Monday, October 23, 2006
An acceleration point, uncommon in English typography, is used to indicate an increase in the speed at which the reader reads text. The typographical character derives from the tailed script m (Mercury sign) from the Wingdings font.
Although rarely used in standard English, the acceleration point appears commonly in the Valley girl dialect found in southern California. In addition to commonly heard variations of words (such as "like," "duh," and "totally), speech will occasionally speed up, apropos of nothing. While the acceleration point is most commonly found in the Valley girl dialect, it has uses in standard English, as well. Speakers who are nervous tend to speak at a faster pace than normal, requiring an acceleration point in written text. Other speakers, such as auctioneers, who are known for speaking quickly, sometimes also require acceleration points.
The acceleration point was first conceived of by linguist Benjamin H. Chatterton, working out of Brigham Young University. Supervising a team of undergraduates, he isolated the times in which the acceleration point appears in common speech and devised the appearance of the mark. While it has yet to be approved by any linguistic governing body, a paper on the subject is forthcoming.
edit: wikipedia seems to have bought it, for the time being. the permanent link can be found here. please, tell your friends. see if you can find more articles to link to this one. the more publicity we can get for the acceleration point, the better.
Friday, October 20, 2006
I have a lot of images that I associate strongly with various songs. Sarah Slean's marvelous LP Blue Parade immediately conjures up an image of a rainy winter in Portland to me. Sufjan Stevens' "Come on! Feel the Illinoise!" (from the eponymous album) makes me feel that I'm in love every time I hear it. Okkervil River's entire Black Sheep Boy Appendix EP brings to mind an image of a dark room with a misshapen creature huddled in it. At one point in high school, I tried to illustrate every song from Radiohead's Amnesiac LP. Really good music does this to me. The only trouble with this is that when I hear music that has an image attached to it, I tend to close my eyes in an effort to shut everything else out. I just want to enjoy my music and the image I've chosen to associate with it. This isn't such a bad thing when I'm at home or at the library listening to my music. The problem comes from the back that I just got an iPod (and I need to take the time here to mention how awesome dimmi is for getting it for me at zero cost), so I'm frequently listening to music as I walk around. Songs like "Sæglópur," then, cause me to shut my eyes as I'm walking through concourses of people on campus. I generally only make it a couple of seconds before I realize what I'm doing and open my eyes, sometimes microns away from running into someone.

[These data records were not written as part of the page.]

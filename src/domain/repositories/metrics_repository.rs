//! Repository trait for per-code visit counters.

use crate::error::AppError;
use async_trait::async_trait;

/// Repository interface for visit counters.
///
/// Counters are keyed by short code and are not tied to the mapping's
/// lifetime. Whether a code is live is the caller's concern.
///
/// # Implementations
///
/// - [`crate::infrastructure::persistence::RedisMetricsRepository`] - Redis implementation
/// - [`crate::infrastructure::persistence::MemoryMetricsRepository`] - In-process implementation
/// - Test mocks available with `cfg(test)`
#[cfg_attr(test, mockall::automock)]
#[async_trait]
pub trait MetricsRepository: Send + Sync {
    /// Atomically increments the counter for `code`, creating it at zero first
    /// if needed. Returns the new value.
    ///
    /// # Errors
    ///
    /// Returns [`AppError::StoreUnavailable`] on store failure or timeout.
    async fn increment(&self, code: &str) -> Result<i64, AppError>;

    /// Returns the current count, or `0` if no counter exists.
    ///
    /// # Errors
    ///
    /// Returns [`AppError::StoreUnavailable`] on store failure or timeout.
    async fn get_count(&self, code: &str) -> Result<i64, AppError>;

    /// Removes the counter for `code`.
    ///
    /// # Errors
    ///
    /// Returns [`AppError::StoreUnavailable`] on store failure or timeout.
    async fn reset(&self, code: &str) -> Result<(), AppError>;
}
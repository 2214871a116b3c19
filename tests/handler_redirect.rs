mod common;

use axum::{Router, routing::get};
use axum_test::TestServer;
use tinylink::api::handlers::redirect_handler;
use tinylink::state::AppState;

fn server(state: AppState) -> TestServer {
    let app = Router::new()
        .route("/r/{code}", get(redirect_handler))
        .with_state(state);

    TestServer::new(app).unwrap()
}

#[tokio::test]
async fn test_redirect_success() {
    let mut ctx = common::create_test_state();
    common::create_test_link(&ctx.repositories, "redirect1", "https://example.com/target", 7).await;
    let server = server(ctx.state.clone());

    let response = server.get("/r/redirect1").await;

    assert_eq!(response.status_code(), 307);
    let location = response.header("location");
    assert_eq!(location, "https://example.com/target");

    let event = ctx.rx.try_recv().unwrap();
    assert_eq!(event.code, "redirect1");
}

#[tokio::test]
async fn test_redirect_not_found() {
    let mut ctx = common::create_test_state();
    let server = server(ctx.state.clone());

    let response = server.get("/r/nonexistent").await;

    assert_eq!(response.status_code(), 404);
    assert_eq!(response.text(), "Shortened URL not found");
    assert!(ctx.rx.try_recv().is_err());
}

#[tokio::test]
async fn test_redirect_expired_link() {
    let mut ctx = common::create_test_state();
    common::create_test_link(&ctx.repositories, "shortlived", "https://example.com", 1).await;
    let server = server(ctx.state.clone());

    ctx.clock.advance(chrono::Duration::hours(23));
    server.get("/r/shortlived").await.assert_status(axum::http::StatusCode::TEMPORARY_REDIRECT);

    ctx.clock.advance(chrono::Duration::hours(1));
    let response = server.get("/r/shortlived").await;

    assert_eq!(response.status_code(), 404);
    assert_eq!(common::drain_visits(&mut ctx).await, 1);
}

#[tokio::test]
async fn test_redirect_survives_full_visit_queue() {
    let ctx = common::create_test_state();
    common::create_test_link(&ctx.repositories, "busy", "https://example.com/busy", 7).await;
    let server = server(ctx.state.clone());

    // Queue capacity is 100 and nothing drains it
    for _ in 0..150 {
        let response = server.get("/r/busy").await;
        assert_eq!(response.status_code(), 307);
    }
}

#[tokio::test]
async fn test_redirect_with_closed_visit_queue() {
    let ctx = common::create_test_state();
    common::create_test_link(&ctx.repositories, "closed", "https://example.com", 7).await;
    let state = ctx.state.clone();
    drop(ctx.rx);

    let response = server(state).get("/r/closed").await;

    assert_eq!(response.status_code(), 307);
    assert_eq!(response.header("location"), "https://example.com");
}
//! Shared Redis connection with per-call timeouts and read retries.

use std::future::Future;
use std::time::Duration;

use redis::{Client, RedisResult, aio::ConnectionManager};
use tokio_retry::RetryIf;
use tokio_retry::strategy::{ExponentialBackoff, jitter};
use tracing::{debug, info, warn};

use super::error::{StoreError, StoreResult};
use crate::config::mask_connection_string;

const MAX_RETRY_DELAY: Duration = Duration::from_millis(500);

/// Tuning knobs for every store round trip.
#[derive(Debug, Clone, Copy)]
pub struct StoreOptions {
    /// Upper bound for a single command, connection setup included.
    pub timeout: Duration,
    /// Extra attempts for idempotent reads. Writes are never retried.
    pub read_retries: usize,
    /// Backoff unit. Retry delays are 2x, 4x, 8x... this value, capped at
    /// 500ms, before jitter.
    pub retry_base_ms: u64,
}

impl Default for StoreOptions {
    fn default() -> Self {
        Self {
            timeout: Duration::from_millis(2000),
            read_retries: 2,
            retry_base_ms: 10,
        }
    }
}

/// Redis handle shared by the link and metrics repositories.
///
/// `ConnectionManager` is cheap to clone and reconnects on its own, so every
/// call works on a fresh clone.
#[derive(Clone)]
pub struct RedisStore {
    manager: ConnectionManager,
    options: StoreOptions,
}

impl RedisStore {
    /// Connects to Redis and validates the connection with a PING.
    ///
    /// # Errors
    ///
    /// Returns [`StoreError::Connection`] if the URL is invalid, the server
    /// can't be reached within `options.timeout`, or PING fails.
    pub async fn connect(redis_url: &str, options: StoreOptions) -> StoreResult<Self> {
        info!("Connecting to Redis at {}", mask_connection_string(redis_url));

        let client = Client::open(redis_url)
            .map_err(|e| StoreError::Connection(format!("Failed to create Redis client: {}", e)))?;

        let manager = tokio::time::timeout(options.timeout, ConnectionManager::new(client))
            .await
            .map_err(|_| {
                StoreError::Connection(format!(
                    "Timed out after {}ms connecting to Redis",
                    options.timeout.as_millis()
                ))
            })?
            .map_err(|e| StoreError::Connection(format!("Failed to connect to Redis: {}", e)))?;

        let store = Self { manager, options };
        store
            .execute("PING", ping_command)
            .await
            .map_err(|e| StoreError::Connection(format!("Redis PING failed: {}", e)))?;

        info!("✓ Connected to Redis");
        Ok(store)
    }

    /// Runs a single command once, bounded by the configured timeout.
    ///
    /// Used for writes: a retried `INCR` or `SET NX` could apply twice.
    pub async fn execute<T, F, Fut>(&self, operation: &'static str, command: F) -> StoreResult<T>
    where
        F: FnOnce(ConnectionManager) -> Fut,
        Fut: Future<Output = RedisResult<T>>,
    {
        self.run(operation, command(self.manager.clone())).await
    }

    /// Runs an idempotent command, retrying transient failures with
    /// exponential backoff.
    pub async fn execute_idempotent<T, F, Fut>(
        &self,
        operation: &'static str,
        mut command: F,
    ) -> StoreResult<T>
    where
        F: FnMut(ConnectionManager) -> Fut,
        Fut: Future<Output = RedisResult<T>>,
    {
        let strategy = backoff_delays(&self.options).map(jitter);

        let store = self;
        RetryIf::spawn(
            strategy,
            move || store.run(operation, command(store.manager.clone())),
            |e: &StoreError| {
                let retry = e.is_retryable();
                if retry {
                    warn!(operation, error = %e, "Retrying store read");
                }
                retry
            },
        )
        .await
    }

    /// Returns `true` when the server answers PING within the timeout.
    pub async fn ping(&self) -> bool {
        match self.execute("PING", ping_command).await {
            Ok(()) => true,
            Err(e) => {
                warn!(error = %e, "Redis health check failed");
                false
            }
        }
    }

    async fn run<T, Fut>(&self, operation: &'static str, fut: Fut) -> StoreResult<T>
    where
        Fut: Future<Output = RedisResult<T>>,
    {
        match tokio::time::timeout(self.options.timeout, fut).await {
            Ok(Ok(value)) => Ok(value),
            Ok(Err(source)) => Err(StoreError::Backend { operation, source }),
            Err(_) => {
                let timeout_ms = self.options.timeout.as_millis() as u64;
                debug!(operation, timeout_ms, "Store call timed out");
                Err(StoreError::Timeout {
                    operation,
                    timeout_ms,
                })
            }
        }
    }
}

fn backoff_delays(options: &StoreOptions) -> impl Iterator<Item = Duration> {
    ExponentialBackoff::from_millis(2)
        .factor(options.retry_base_ms.max(1))
        .max_delay(MAX_RETRY_DELAY)
        .take(options.read_retries)
}

async fn ping_command(mut conn: ConnectionManager) -> RedisResult<()> {
    redis::cmd("PING").query_async(&mut conn).await
}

Sigur Rós ought to put some sort of warning on their CDs cautioning people like myself against listening to their music while walking anywhere.
Monday, October 16, 2006
I decided to be a rabid, anti-war bleeding heart liberal today.
Allow me to explain.
In my Japanese literature class, we started a unit on WWII era Japan today. We were discussing a story titled "Blind Chinese Soldiers" (a short excerpt of which you can read here) by renowned author Hirabayashi Taiko and how it related to the politics and society of 1940s Japan. It's a terribly interesting story - I highly recommend reading it if you get the chance. In the course of the discussion, however, we got on the topic of the atomic bomb and Hiroshima. My professor, having anticipated this coming up, brought a film titled Hadashi no Gen (Barefoot Gen) on that very subject. It portrays the bombing of Hiroshima in an anime format, which has a more powerful effect than you might think. Similar to Art Spiegelman's Maus, the abstraction of the characters involved provides the reader a window into their lives. A photorealistic depiction of a character means that only one person in the world can be that character. An abstract portrayal of a character opens the doors; any one of thousands of people could realistically be represented. (I'm trying to succinctly summarize Scott McCloud's Understanding Comics: The Invisible Art and not doing such a great job. Read the book - you'll enjoy it.)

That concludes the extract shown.